**Task instructions:** Would you please give all the lines below again, exactly as they stand?

**Information given:**
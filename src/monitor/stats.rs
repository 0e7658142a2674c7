use std::collections::VecDeque;
use std::time::Duration;

/// Samples kept for percentile reporting
pub const HISTORY_CAPACITY: usize = 100;

/// Rolling cycle timing and cumulative counters
#[derive(Debug, Clone)]
pub struct PerformanceStats {
    history: VecDeque<Duration>,
    capacity: usize,
    pub cycles_completed: u64,
    pub total_errors: u64,
}

impl PerformanceStats {
    pub fn new() -> Self {
        Self::with_capacity(HISTORY_CAPACITY)
    }

    pub fn with_capacity(capacity: usize) -> Self {
        Self {
            history: VecDeque::with_capacity(capacity),
            capacity: capacity.max(1),
            cycles_completed: 0,
            total_errors: 0,
        }
    }

    pub fn record(&mut self, duration: Duration, errors: usize) {
        self.history.push_back(duration);
        if self.history.len() > self.capacity {
            self.history.pop_front();
        }
        self.cycles_completed += 1;
        self.total_errors += errors as u64;
    }

    pub fn len(&self) -> usize {
        self.history.len()
    }

    pub fn is_empty(&self) -> bool {
        self.history.is_empty()
    }

    pub fn last(&self) -> Option<Duration> {
        self.history.back().copied()
    }

    pub fn average(&self) -> Option<Duration> {
        if self.history.is_empty() {
            return None;
        }
        let total: Duration = self.history.iter().sum();
        Some(total / self.history.len() as u32)
    }

    pub fn max(&self) -> Option<Duration> {
        self.history.iter().max().copied()
    }

    /// Nearest-rank percentile, `p` in 0..=100
    pub fn percentile(&self, p: f64) -> Option<Duration> {
        if self.history.is_empty() {
            return None;
        }
        let mut sorted: Vec<Duration> = self.history.iter().copied().collect();
        sorted.sort();
        let rank = ((p.clamp(0.0, 100.0) / 100.0) * sorted.len() as f64).ceil() as usize;
        Some(sorted[rank.saturating_sub(1).min(sorted.len() - 1)])
    }
}

impl Default for PerformanceStats {
    fn default() -> Self {
        Self::new()
    }
}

**Answer space:**
filename src/monitor/stats.rs
repository 0e7658142a2674c7
use std::collections::VecDeque;
use std::time::Duration;

/// Samples kept for percentile reporting
pub const HISTORY_CAPACITY: usize = 100;

/// Rolling cycle timing and cumulative counters
#[derive(Debug, Clone)]
pub struct PerformanceStats {
    history: VecDeque<Duration>,
    capacity: usize,
    pub cycles_completed: u64,
    pub total_errors: u64,
}

impl PerformanceStats {
    pub fn new() -> Self {
        Self::with_capacity(HISTORY_CAPACITY)
    }

    pub fn with_capacity(capacity: usize) -> Self {
        Self {
            history: VecDeque::with_capacity(capacity),
            capacity: capacity.max(1),
            cycles_completed: 0,
            total_errors: 0,
        }
    }

    pub fn record(&mut self, duration: Duration, errors: usize) {
        self.history.push_back(duration);
        if self.history.len() > self.capacity {
            self.history.pop_front();
        }
        self.cycles_completed += 1;
        self.total_errors += errors as u64;
    }

    pub fn len(&self) -> usize {
        self.history.len()
    }

    pub fn is_empty(&self) -> bool {
        self.history.is_empty()
    }

    pub fn last(&self) -> Option<Duration> {
        self.history.back().copied()
    }

    pub fn average(&self) -> Option<Duration> {
        if self.history.is_empty() {
            return None;
        }
        let total: Duration = self.history.iter().sum();
        Some(total / self.history.len() as u32)
    }

    pub fn max(&self) -> Option<Duration> {
        self.history.iter().max().copied()
    }

    /// Nearest-rank percentile, `p` in 0..=100
    pub fn percentile(&self, p: f64) -> Option<Duration> {
        if self.history.is_empty() {
            return None;
        }
        let mut sorted: Vec<Duration> = self.history.iter().copied().collect();
        sorted.sort();
        let rank = ((p.clamp(0.0, 100.0) / 100.0) * sorted.len() as f64).ceil() as usize;
        Some(sorted[rank.saturating_sub(1).min(sorted.len() - 1)])
    }
}

impl Default for PerformanceStats {
    fn default() -> Self {
        Self::new()
    }
}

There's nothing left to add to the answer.